Navalny team organizing public memorial service before Kremlin's eyes

Flowers lie in front of a picture of leading Russian opposition figure Alexei Navalny, who died in prison while serving a 19-year sentence, during a prayer service at Schillerplatz in Stuttgart. Christoph Schmidt/dpa

The team of the late Russian dissident Alexei Navalny, who was President Vladimir Putin's fiercest domestic opponent, said it plans to organize a public memorial service in Moscow by Friday.

"We are looking for a hall for Alexei's public farewell," Navalny's spokeswoman Kira Yarmysh wrote on Monday on the social media platform X, formerly Twitter. The planned date is the end of the current working week, she added.

Navalny died suddenly on February 16 in the prison camp with the unofficial name "Polar Wolf" in the Siberian Arctic region of Yamal, Russian authorities said. The circumstances of his death remain unclear, but Western governments said they hold Putin responsible.

Navalny, who was weakened by a poison attack in 2020 and repeated solitary confinement in the camp, is said to have collapsed while exercising in the icy prison yard and died despite attempts to resuscitate him.

According to Navalny's team, the death certificate mentions "natural" causes.

It is unclear whether the Kremlin will allow a public memorial service to go forward, especially after hundreds of people mourning Navalny in public have been arrested in recent days.

Lyudmila Navalnaya, Navalny's mother, has accused Russian authorities of having tried to pressure her to bury her son in secret, which she refused to do. She has called instead for a public ceremony to allow his supporters to pay their respects.

The Kremlin on Monday rejected her allegations, labelling them as "absurd."

"Of course the Kremlin cannot exert any pressure. These are further absurd statements by (Navalny's) supporters," Kremlin spokesman Dmitry Peskov told the Interfax news agency.

Navalny's body was only handed over to his mother on Saturday, more than a week after his death and after days pleading with the authorities, including a direct appeal to Putin to release the body.

In a new twist on Monday, Navalny's team said that his death had come just days before he could have been exchanged for a Russian convicted of murder in Germany.

"Navalny should have been released in the next few days because we had reached a decision on his exchange," said the political director of Navalny's Anti-Corruption Foundation, Maria Pevchikh, in a seven-minute video published on YouTube on Monday.

"Alexei Navalny could have been sitting in my place right now, today," she added.

She said Vadim K., who is serving a life sentence in the August 2019 killing of a Chechen in a Berlin park, could have been handed over to Russia in exchange for Navalny and two US citizens.

An offer was made to Putin at the beginning of February, in which the Russian man, who was convicted in Germany in December 2021, was to be released, she said.

"I received confirmation that negotiations were at the final stage on the evening of February 15. On February 16, Alexei was killed."

She went on to say that it took two years to prepare the swap, as well as the support of politicians and "the wealthiest people on this planet," including people close to Putin.

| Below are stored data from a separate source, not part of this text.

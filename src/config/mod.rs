//! Configuration management subsystem.
//!
//! # Data Flow
//! ```text
//! config file (TOML, named by FIB_CONFIG)
//!     → loader.rs (parse & deserialize, env overrides)
//!     → validation.rs (semantic checks)
//!     → ServiceConfig (validated, immutable)
//!     → shared with subsystems at startup
//! ```
//!
//! Config is immutable once loaded; the service reads it exactly once at
//! startup. Identity labels consumed by the sampler are the exception:
//! those are resolved from the environment at emission time.

pub mod loader;
pub mod schema;
pub mod validation;

pub use loader::{resolve_config, ConfigError};
pub use schema::ServiceConfig;
pub use schema::{
    ListenerConfig, ObservabilityConfig, SamplerConfig, TelemetryConfig, TimeoutConfig,
    UpstreamConfig,
};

In the end, Pevchikh said, Russian oligarch Roman Abramovich "delivered the proposal to swap Navalny to Putin."

Pevchikh did not say who else was involved in drawing up these alleged exchange plans nor how specific they were.

A German government spokeswoman, Christiane Hoffmann, said: "At the moment, I cannot comment on this."

German daily Frankfurter Allgemeine Zeitung reported, citing Western government circles, that German-Russian negotiations on a prisoner exchange were indeed at an advanced stage.

Pevchikh accused Putin of having personally ordered the killing of Navalny and that he had not wanted to release Navalny at any price.

She suspects that Putin realized that the West was prepared to exchange Vadim K. and then decided to get rid of Navalny as a bargaining chip.

"This is the absolutely illogical, irrational behaviour of a crazy mafiosi," Pevchikh added.

Vadim K. murdered an exiled Chechen in Berlin in 2019 and a German court had found that Russia ordered the murder.

There had been repeated speculation that Putin wanted to free him as part of a prisoner exchange. Most recently, he virtually confirmed this in an interview with right-wing US talk show host Tucker Carlson.